25 junio 2011

ya estamos en casa

Han pasado 7 meses desde que me tuve que ir de Xai-Xai corriendo, llorando y suplicando que la pérdida de líquido amniótico no se llevara la vida de mi niña por delante. Recuerdo el instante de mi salida de Khanimambo a la perfección, porque durante estos 7 meses lejos, lo he revivido muchas veces.

Recuerdo el respirar de Paciencia, cuando me puso la mano en mi pecho para tranquilizarme y el abrazo de Nani sin más palabras que las que las dos repetíamos “esto tiene que salir bien” . Qué mal lo pasamos. He intentado ser muy positiva en toda esta pesadilla pero ahora que hemos vuelto puedo dar por acabada la pésima experiencia que vivimos cuando la vida de Martina estuvo en peligro.

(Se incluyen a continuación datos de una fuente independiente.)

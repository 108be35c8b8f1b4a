//! Bounded retry for establishing external connections.
//!
//! Broker and store connections are attempted up to
//! [`RetryPolicy::max_attempts`] times. The delay between attempts starts at
//! `initial_delay` and is multiplied by `backoff_factor` after each failure,
//! capped at `max_delay`. A factor of 1 gives fixed spacing.

use std::fmt;
use std::future::Future;
use std::time::Duration;

use async_trait::async_trait;
use tracing::{info, warn};

/// Retry schedule for connection attempts.
#[derive(Debug, Clone, Copy, PartialEq)]
pub struct RetryPolicy {
    /// Total attempts, including the first. Never zero.
    pub max_attempts: u32,
    /// Delay after the first failure.
    pub initial_delay: Duration,
    /// Multiplier applied to the delay after each failure.
    pub backoff_factor: f64,
    /// Upper bound on any single delay.
    pub max_delay: Duration,
}

impl Default for RetryPolicy {
    fn default() -> Self {
        Self {
            max_attempts: 5,
            initial_delay: Duration::from_secs(5),
            backoff_factor: 1.0,
            max_delay: Duration::from_secs(60),
        }
    }
}

impl RetryPolicy {
    /// Delay to wait after failed attempt number `attempt` (1-based).
    ///
    /// # Examples
    /// ```
    /// use std::time::Duration;
    /// use kwekker_worker::domain::RetryPolicy;
    ///
    /// let policy = RetryPolicy {
    ///     max_attempts: 4,
    ///     initial_delay: Duration::from_secs(1),
    ///     backoff_factor: 2.0,
    ///     max_delay: Duration::from_secs(3),
    /// };
    /// assert_eq!(policy.delay_for(1), Duration::from_secs(1));
    /// assert_eq!(policy.delay_for(2), Duration::from_secs(2));
    /// assert_eq!(policy.delay_for(3), Duration::from_secs(3));
    /// ```
    pub fn delay_for(&self, attempt: u32) -> Duration {
        let exponent = i32::try_from(attempt.saturating_sub(1)).unwrap_or(i32::MAX);
        let factor = self.backoff_factor.max(1.0).powi(exponent);
        let scaled = self.initial_delay.as_secs_f64() * factor;
        if !scaled.is_finite() || scaled >= self.max_delay.as_secs_f64() {
            return self.max_delay;
        }
        Duration::from_secs_f64(scaled)
    }

    fn attempts(&self) -> u32 {
        self.max_attempts.max(1)
    }
}

/// Async sleep used between attempts.
#[async_trait]
pub trait RetrySleeper: Send + Sync {
    /// Suspend execution for `duration`.
    async fn sleep(&self, duration: Duration);
}

/// Tokio-based sleeper implementation.
#[derive(Debug, Clone, Copy, Default)]
pub struct TokioSleeper;

#[async_trait]
impl RetrySleeper for TokioSleeper {
    async fn sleep(&self, duration: Duration) {
        tokio::time::sleep(duration).await;
    }
}

/// Every attempt failed.
#[derive(Debug)]
pub struct RetryExhausted<E> {
    /// Number of attempts made.
    pub attempts: u32,
    /// Error from the final attempt.
    pub last_error: E,
}

impl<E: fmt::Display> fmt::Display for RetryExhausted<E> {
    fn fmt(&self, f: &mut fmt::Formatter<'_>) -> fmt::Result {
        write!(
            f,
            "gave up after {} attempts: {}",
            self.attempts, self.last_error
        )
    }
}

impl<E: std::error::Error + 'static> std::error::Error for RetryExhausted<E> {
    fn source(&self) -> Option<&(dyn std::error::Error + 'static)> {
        Some(&self.last_error)
    }
}

/// Run `operation` until it succeeds or the policy's attempts are used up.
///
/// `target` names what is being connected to in log events. Each failure is
/// logged at `warn` with the attempt number.
pub async fn retry_with_policy<T, E, F, Fut>(
    policy: &RetryPolicy,
    sleeper: &dyn RetrySleeper,
    target: &str,
    mut operation: F,
) -> Result<T, RetryExhausted<E>>
where
    E: fmt::Display,
    F: FnMut() -> Fut,
    Fut: Future<Output = Result<T, E>>,
{
    let attempts = policy.attempts();
    let mut attempt = 1;
    loop {
        match operation().await {
            Ok(value) => {
                info!(target_name = target, attempt, "connection established");
                return Ok(value);
            }
            Err(error) if attempt >= attempts => {
                warn!(
                    target_name = target,
                    attempt,
                    max_attempts = attempts,
                    error = %error,
                    "connection attempt failed; giving up"
                );
                return Err(RetryExhausted {
                    attempts: attempt,
                    last_error: error,
                });
            }
            Err(error) => {
                let delay = policy.delay_for(attempt);
                warn!(
                    target_name = target,
                    attempt,
                    max_attempts = attempts,
                    delay_ms = u64::try_from(delay.as_millis()).unwrap_or(u64::MAX),
                    error = %error,
                    "connection attempt failed; retrying"
                );
                sleeper.sleep(delay).await;
                attempt += 1;
            }
        }
    }
}

#[cfg(test)]
mod tests {
    use std::sync::Mutex;
    use std::sync::atomic::{AtomicU32, Ordering};

    use super::*;
    use rstest::{fixture, rstest};

    #[derive(Default)]
    struct RecordingSleeper(Mutex<Vec<Duration>>);

    impl RecordingSleeper {
        fn delays(&self) -> Vec<Duration> {
            match self.0.lock() {
                Ok(entries) => entries.clone(),
                Err(_) => panic!("sleeper mutex"),
            }
        }
    }

    #[async_trait]
    impl RetrySleeper for RecordingSleeper {
        async fn sleep(&self, duration: Duration) {
            match self.0.lock() {
                Ok(mut entries) => entries.push(duration),
                Err(_) => panic!("sleeper mutex"),
            }
        }
    }

    #[fixture]
    fn policy() -> RetryPolicy {
        RetryPolicy::default()
    }

    #[rstest]
    #[tokio::test]
    async fn first_success_does_not_sleep(policy: RetryPolicy) {
        let sleeper = RecordingSleeper::default();
        let result: Result<u8, RetryExhausted<String>> =
            retry_with_policy(&policy, &sleeper, "broker", || async { Ok(7) }).await;

        assert_eq!(result.expect("succeeds"), 7);
        assert!(sleeper.delays().is_empty());
    }

    #[rstest]
    #[tokio::test]
    async fn succeeds_after_transient_failures(policy: RetryPolicy) {
        let sleeper = RecordingSleeper::default();
        let calls = AtomicU32::new(0);

        let result = retry_with_policy(&policy, &sleeper, "store", || {
            let call = calls.fetch_add(1, Ordering::SeqCst) + 1;
            async move {
                if call < 3 {
                    Err(format!("refused #{call}"))
                } else {
                    Ok(call)
                }
            }
        })
        .await;

        assert_eq!(result.expect("third attempt succeeds"), 3);
        assert_eq!(
            sleeper.delays(),
            [Duration::from_secs(5), Duration::from_secs(5)]
        );
    }

    #[rstest]
    #[tokio::test]
    async fn gives_up_after_max_attempts(policy: RetryPolicy) {
        let sleeper = RecordingSleeper::default();
        let calls = AtomicU32::new(0);

        let result: Result<(), _> = retry_with_policy(&policy, &sleeper, "broker", || {
            calls.fetch_add(1, Ordering::SeqCst);
            async { Err("connection refused") }
        })
        .await;

        let exhausted = result.expect_err("all attempts fail");
        assert_eq!(exhausted.attempts, 5);
        assert_eq!(exhausted.last_error, "connection refused");
        assert_eq!(calls.load(Ordering::SeqCst), 5);
        assert_eq!(sleeper.delays().len(), 4);
        assert_eq!(
            exhausted.to_string(),
            "gave up after 5 attempts: connection refused"
        );
    }

    #[rstest]
    #[tokio::test]
    async fn zero_attempts_still_tries_once() {
        let policy = RetryPolicy {
            max_attempts: 0,
            ..RetryPolicy::default()
        };
        let sleeper = RecordingSleeper::default();

        let result: Result<(), _> =
            retry_with_policy(&policy, &sleeper, "broker", || async { Err("down") }).await;

        assert_eq!(result.expect_err("fails").attempts, 1);
        assert!(sleeper.delays().is_empty());
    }

    #[rstest]
    #[case(1, Duration::from_millis(500))]
    #[case(2, Duration::from_secs(1))]
    #[case(3, Duration::from_secs(2))]
    #[case(4, Duration::from_secs(4))]
    #[case(5, Duration::from_secs(4))]
    #[case(u32::MAX, Duration::from_secs(4))]
    fn exponential_delays_are_capped(#[case] attempt: u32, #[case] expected: Duration) {
        let policy = RetryPolicy {
            max_attempts: 10,
            initial_delay: Duration::from_millis(500),
            backoff_factor: 2.0,
            max_delay: Duration::from_secs(4),
        };

        assert_eq!(policy.delay_for(attempt), expected);
    }
}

Separarme tan bruscamente de los niños de Khanimambo y de Xai-Xai ha sido horrible. He llorado mucho al no poder tener la libertad de volver, lo que me ha hecho sentir aún más profundo mi lazo con Mozambique. No quiero vivir lejos de esto.
Cuando volvíamos a Xai-Xai con Martina sentada en la chapa, iba deshaciendo camino al mismo tiempo que deshacía los malos recuerdos. Todo iba borrándose a medida que nos acercábamos a Praia. Ya estamos de vuelta, y parece que nunca nos hayamos ido.

No sólo nos necesitan los niños para vivir mejor, ahora sé que nosotros también les necesitamos a ellos para sentirnos vivos, para ser tan felices como somos aquí. Nuestra relación se ha reforzado con la separación, y todos estamos haciendo esfuerzos para que Martina esté feliz aquí.
Llegar a Khanimambo por las mañanas me hace sentir en casa. Mi despertar de los últimos meses lejos de esta rutina ha estado vacío, me han faltado, sin duda, sus gritos, sonrisas, abrazos, quejas, risas, mocos, juegos, problemas, y caricias.

Y ahora hay una niña más en Khanimambo, una blanquita a la que todos quieren coger en brazos. Una niña que crecerá a partir de ahora rodeada de muchos hermanos que ya la adoran.



Martina, a lo mejor algún día lees esto, hoy empieza tu aventura africana mi vida, y Papá y yo estamos a tu lado para hacerte lo más feliz posible dentro de este rinconcito de África. Bienvenida Martina, a la magia de Khanimambo.